书城公版Critical and Historical Essays
18989900000454

第454章

Nay, take the very question which we are discussing with Mr. Gladstone. To what extent does the Church of England allow of the right of private judgment? What degree of authority does she claim for herself in virtue of the apostolical succession of her ministers? Mr. Gladstone, a very able and a very honest man, takes a view of this matter widely differing from the view taken by others whom he will admit to be as able and as honest as himself. People who altogether dissent from him on this subject eat the bread of the Church, preach in her pulpits, dispense her sacraments, confer her orders, and carry on that apostolical succession, the nature and importance of which, according to him, they do not comprehend. Is this unity? Is this truth?

It will be observed that we are not putting cases of dishonest men who, for the sake of lucre, falsely pretend to believe in the doctrines of an establishment. We are putting cases of men as upright as ever lived, differing on theological questions of the highest importance and avowing that difference, are yet priests and prelates of the same church. We therefore say, that on some points which Mr. Gladstone himself thinks of vital importance, the Church has either not spoken at all, or, what is for all practical purposes the same thing, has not spoken in language to be understood even by honest and sagacious divines. The religion of the Church of England is so far from exhibiting that unity of doctrine which Mr. Gladstone represents as her distinguishing glory, that it is, in fact, a bundle of religious systems without number. It comprises the religious system of Bishop Tomline, and the religious system of John Newton, and all the religious systems which lie between them. It comprises the religious system of Mr. Newman, and the religious system of the Archbishop of Dublin, and all the religious systems which lie between them. All these different opinions are held, avowed, preached, printed, within the pale of the Church, by men of unquestioned integrity and understanding.
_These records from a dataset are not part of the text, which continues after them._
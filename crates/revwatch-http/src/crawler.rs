//! `Crawler` backed by an external scraper service.
//!
//! The scraper exposes two JSON endpoints:
//!
//! | Method | Path                               | 200 body        | 404 means       |
//! |--------|------------------------------------|-----------------|-----------------|
//! | GET    | `/profiles/{id}`                   | `ScrapedProfile`| unknown profile |
//! | GET    | `/profiles/{id}/latest-review`     | `ScrapedReview` | no reviews yet  |
//!
//! `{id}` is sent as a single percent-encoded path segment.

use std::time::Duration;

use reqwest::{Client, StatusCode, Url};
use revwatch_core::{
  crawl::{CrawlFailure, Crawler},
  profile::{Profile, ProfileSnapshot},
  review::ReviewSnapshot,
};
use serde::{Deserialize, Serialize};

use crate::{endpoint::Endpoint, error::Result};

#[derive(Debug, Clone, PartialEq, Eq, Serialize, Deserialize)]
#[serde(default)]
pub struct ScraperConfig {
  pub base_url:     String,
  pub timeout_secs: u64,
}

impl Default for ScraperConfig {
  fn default() -> Self {
    Self {
      base_url:     "http://127.0.0.1:3000".to_owned(),
      timeout_secs: 120,
    }
  }
}

#[derive(Debug, Deserialize)]
struct ScrapedProfile {
  id:           String,
  display_name: String,
}

#[derive(Debug, Deserialize)]
struct ScrapedReview {
  place_id:      String,
  place_name:    String,
  stars:         u8,
  text:          String,
  #[serde(default)]
  original_text: Option<String>,
}

impl From<ScrapedReview> for ReviewSnapshot {
  fn from(r: ScrapedReview) -> Self {
    ReviewSnapshot {
      place_id:               r.place_id,
      place_name:             r.place_name,
      star_rating:            r.stars,
      body:                   r.text,
      body_original_language: r.original_text,
    }
  }
}

/// Cheap to clone; the inner [`reqwest::Client`] is `Arc`-based.
#[derive(Clone)]
pub struct HttpCrawler {
  client:   Client,
  endpoint: Endpoint,
  timeout:  Duration,
}

impl HttpCrawler {
  pub fn new(config: &ScraperConfig) -> Result<Self> {
    let endpoint = Endpoint::parse(&config.base_url, "scraper base_url")?;
    let timeout = Duration::from_secs(config.timeout_secs);
    let client = Client::builder().timeout(timeout).build()?;
    Ok(Self { client, endpoint, timeout })
  }

  fn profile_url(&self, profile_id: &str) -> Url { self.endpoint.join(["profiles", profile_id]) }

  fn latest_review_url(&self, profile_id: &str) -> Url {
    self.endpoint.join(["profiles", profile_id, "latest-review"])
  }

  async fn get(&self, url: Url) -> Result<reqwest::Response, CrawlFailure> {
    self
      .client
      .get(url)
      .send()
      .await
      .map_err(|e| self.transport_failure(e))
  }

  fn transport_failure(&self, err: reqwest::Error) -> CrawlFailure {
    if err.is_timeout() {
      CrawlFailure::Timeout(self.timeout)
    } else if err.is_decode() {
      CrawlFailure::Parse(err.to_string())
    } else {
      CrawlFailure::Network(err.to_string())
    }
  }
}

async fn status_failure(resp: reqwest::Response) -> CrawlFailure {
  let status = resp.status().as_u16();
  let message = resp.text().await.unwrap_or_default();
  CrawlFailure::Status { status, message }
}

impl Crawler for HttpCrawler {
  async fn fetch_profile(&self, profile_id: &str) -> Result<ProfileSnapshot, CrawlFailure> {
    let resp = self.get(self.profile_url(profile_id)).await?;
    match resp.status() {
      StatusCode::NOT_FOUND => Err(CrawlFailure::ProfileNotFound(profile_id.to_owned())),
      s if s.is_success() => {
        let scraped: ScrapedProfile = resp.json().await.map_err(|e| self.transport_failure(e))?;
        if scraped.id != profile_id {
          tracing::debug!(requested = profile_id, returned = %scraped.id, "scraper normalised profile id");
        }
        Ok(ProfileSnapshot {
          profile_id:   profile_id.to_owned(),
          display_name: scraped.display_name,
        })
      }
      _ => Err(status_failure(resp).await),
    }
  }

  async fn fetch_latest_review(
    &self,
    profile: &Profile,
  ) -> Result<Option<ReviewSnapshot>, CrawlFailure> {
    let resp = self.get(self.latest_review_url(&profile.profile_id)).await?;
    match resp.status() {
      StatusCode::NOT_FOUND | StatusCode::NO_CONTENT => Ok(None),
      s if s.is_success() => {
        let scraped: ScrapedReview = resp.json().await.map_err(|e| self.transport_failure(e))?;
        Ok(Some(scraped.into()))
      }
      _ => Err(status_failure(resp).await),
    }
  }
}

#[cfg(test)]
mod tests {
  use super::*;
  use crate::Error;

  #[test]
  fn profile_urls_hang_off_the_base() {
    let crawler = HttpCrawler::new(&ScraperConfig {
      base_url:     "http://scraper:8080/".into(),
      timeout_secs: 5,
    })
    .unwrap();
    assert_eq!(crawler.profile_url("42").as_str(), "http://scraper:8080/profiles/42");
    assert_eq!(
      crawler.latest_review_url("a/../x").as_str(),
      "http://scraper:8080/profiles/a%2F..%2Fx/latest-review"
    );
  }

  #[test]
  fn empty_base_url_is_rejected() {
    let err = HttpCrawler::new(&ScraperConfig {
      base_url:     "  ".into(),
      timeout_secs: 5,
    })
    .err()
    .unwrap();
    assert!(matches!(err, Error::Config(_)));
  }

  #[test]
  fn scraped_review_maps_onto_snapshot() {
    let scraped: ScrapedReview = serde_json::from_value(serde_json::json!({
      "place_id": "ChIJ123",
      "place_name": "Cafe X",
      "stars": 4,
      "text": "Great",
    }))
    .unwrap();
    let snapshot = ReviewSnapshot::from(scraped);
    assert_eq!(snapshot.place_id, "ChIJ123");
    assert_eq!(snapshot.star_rating, 4);
    assert_eq!(snapshot.body, "Great");
    assert!(snapshot.body_original_language.is_none());
  }
}
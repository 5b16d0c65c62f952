//! HTTP implementations of the pipeline's collaborators.
//!
//! - [`HttpCrawler`] asks a scraper service for profile and review data.
//! - [`DiscordMessenger`] resolves destinations and posts embeds through the
//!   Discord REST API with a bot token.
//!
//! Both wrap a [`reqwest::Client`] and map transport and status errors onto
//! the core failure types.

mod crawler;
mod discord;
mod endpoint;

pub mod error;

pub use crawler::{HttpCrawler, ScraperConfig};
pub use discord::{DiscordConfig, DiscordMessenger};
pub use error::{Error, Result};
//! The review update transaction for a single profile.
//!
//! Read the current review, decide via the recheck window whether to crawl,
//! crawl with a timeout, and, if the scraped review differs from the stored
//! one, install it with a compare-and-swap on the profile's pointer. No
//! storage transaction is held across the crawl; the install itself is one
//! atomic write, so a failed crawl leaves nothing behind and a concurrent
//! writer turns this update into a no-op instead of a second current review.

use std::{sync::Arc, time::Duration};

use revwatch_core::{
  crawl::{CrawlFailure, Crawler},
  freshness::FreshnessPolicy,
  profile::Profile,
  review::{Review, ReviewSnapshot},
  store::{InstallOutcome, ReviewStore},
};
use tracing::{debug, info, warn};

use crate::{
  clock::Clock,
  error::{Error, Result},
};

pub struct ReviewUpdater<S, C> {
  store:         Arc<S>,
  crawler:       Arc<C>,
  policy:        FreshnessPolicy,
  crawl_timeout: Duration,
  clock:         Arc<dyn Clock>,
}

impl<S, C> Clone for ReviewUpdater<S, C> {
  fn clone(&self) -> Self {
    Self {
      store:         Arc::clone(&self.store),
      crawler:       Arc::clone(&self.crawler),
      policy:        self.policy,
      crawl_timeout: self.crawl_timeout,
      clock:         Arc::clone(&self.clock),
    }
  }
}

impl<S, C> ReviewUpdater<S, C>
where
  S: ReviewStore,
  C: Crawler,
{
  pub fn new(
    store: Arc<S>,
    crawler: Arc<C>,
    policy: FreshnessPolicy,
    crawl_timeout: Duration,
    clock: Arc<dyn Clock>,
  ) -> Self {
    Self { store, crawler, policy, crawl_timeout, clock }
  }

  pub fn policy(&self) -> &FreshnessPolicy { &self.policy }

  /// Bring `profile`'s current review up to date.
  ///
  /// Returns the newly installed review, or `None` when nothing changed:
  /// the stored review is still fresh, the profile has no reviews, the
  /// scraped review matches the stored one, or another writer installed a
  /// review first. Crawl failures and timeouts surface as
  /// [`Error::Crawl`] with storage untouched.
  pub async fn update_latest(&self, profile: &Profile) -> Result<Option<Review>> {
    let profile_id = profile.profile_id.as_str();
    let current = self
      .store
      .current_review(profile_id)
      .await
      .map_err(Error::store)?;

    let last_crawled = current.as_ref().map(|r| r.crawled_at);
    if !self.policy.should_recheck(last_crawled, self.clock.now()) {
      debug!(profile_id, "current review still fresh; skipping crawl");
      return Ok(None);
    }

    let scraped = self.crawl(profile).await?;
    let Some(snapshot) = scraped else {
      debug!(profile_id, "profile has no reviews");
      return Ok(None);
    };
    let snapshot = snapshot.normalized().map_err(CrawlFailure::from)?;
    let crawled_at = self.clock.now();

    if let Some(stored) = &current
      && snapshot.same_content_as(stored)
    {
      self
        .store
        .touch_review(stored.review_id, crawled_at)
        .await
        .map_err(Error::store)?;
      debug!(profile_id, "latest review unchanged");
      return Ok(None);
    }

    let review = snapshot.into_review(profile_id, crawled_at);
    let expected = current.map(|r| r.review_id);
    match self
      .store
      .install_review(review.clone(), expected)
      .await
      .map_err(Error::store)?
    {
      InstallOutcome::Installed { replaced } => {
        info!(
          profile_id,
          review_id = %review.review_id,
          ?replaced,
          "installed new latest review"
        );
        Ok(Some(review))
      }
      InstallOutcome::Conflict { current } => {
        warn!(
          profile_id,
          ?expected,
          ?current,
          "current review changed during crawl; discarding result"
        );
        Ok(None)
      }
    }
  }

  async fn crawl(&self, profile: &Profile) -> Result<Option<ReviewSnapshot>> {
    match tokio::time::timeout(self.crawl_timeout, self.crawler.fetch_latest_review(profile))
      .await
    {
      Ok(result) => Ok(result?),
      Err(_) => Err(CrawlFailure::Timeout(self.crawl_timeout).into()),
    }
  }
}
Do we make this diversity a topic of reproach to the Church of England? Far from it. We would oppose with all our power every attempt to narrow her basis? Would to God that, a hundred and fifty years ago, a good king and a good primate had possessed the power as well as the will to widen it! It was a noble enterprise, worthy of William and of Tillotson. But what becomes of all Mr. Gladstone's eloquent exhortations to unity? Is it not mere mockery to attach so much importance to unity in form and name, where there is so little in substance, to shudder at the thought of two Churches in alliance with one State, and to endure with patience the spectacle of a hundred sects battling within one Church? And is it not clear that Mr. Gladstone is bound, on all his own principles, to abandon the defence of a Church in which unity is not found? Is it not clear that he is bound to divide the House of Commons against every grant of money which may be proposed for the clergy of the Established Church in the colonies? He objects to the vote for Maynooth, because it is monstrous to pay one man to teach truth, and another to denounce that truth as falsehood. But it is a mere chance whether any sum which he votes for the English Church in any colony will go to the maintenance of an Arminian or a Calvinist, of a man like Mr. Froude, or of a man like Dr. Arnold. It is a mere chance, therefore, whether it will go to support a teacher of truth, or one who will denounce that truth as falsehood.

This argument seems to us at once to dispose of all that part of Mr. Gladstone's book which respects grants of public money to dissenting bodies. All such grants he condemns. But surely, if it be wrong to give the money of the public for the support of those who teach any false doctrine, it is wrong to give that money for the support of the ministers of the Established Church. For it is quite certain that, whether Calvin or Arminius be in the right, whether Laud or Burnet be in the right, a great deal of false doctrine is taught by the ministers of the Established Church. If it be said that the points on which the clergy of the Church of England differ ought to be passed over, for the sake of the many important points on which they agree, why may not the same argument be maintained with respect to the other sects which hold, in common with the Church of England, the fundamental doctrines of Christianity? The principle that a ruler is bound in conscience to propagate religious truth, and to propagate no religious doctrine which is untrue, is abandoned as soon as it is admitted that a gentleman of Mr. Gladstone's opinions may lawfully vote the public money to a chaplain whose opinions are those of Paley or of Simeon. The whole question then becomes one of degree. Of course no individual and no government can justifiably propagate error for the sake of propagating error.

But both individuals and governments must work with such machinery as they have; and no human machinery is to be found which will impart truth without some alloy of error. We have shown irrefragably, as we think, that the Church of England does not afford such a machinery. The question then is this; with what degree of imperfection in our machinery must we put up? And to this question we do not see how any general answer can be given.

We must be guided by circumstances. It would, for example, be very criminal in a Protestant to contribute to the sending of Jesuit missionaries among a Protestant population. But we do not conceive that a Protestant would be to blame for giving assistance to Jesuit missionaries who might be engaged in converting the Siamese to Christianity. That tares are mixed with the wheat is matter of regret; but it is better that wheat and tares should grow together than that the promise of the year should be blighted.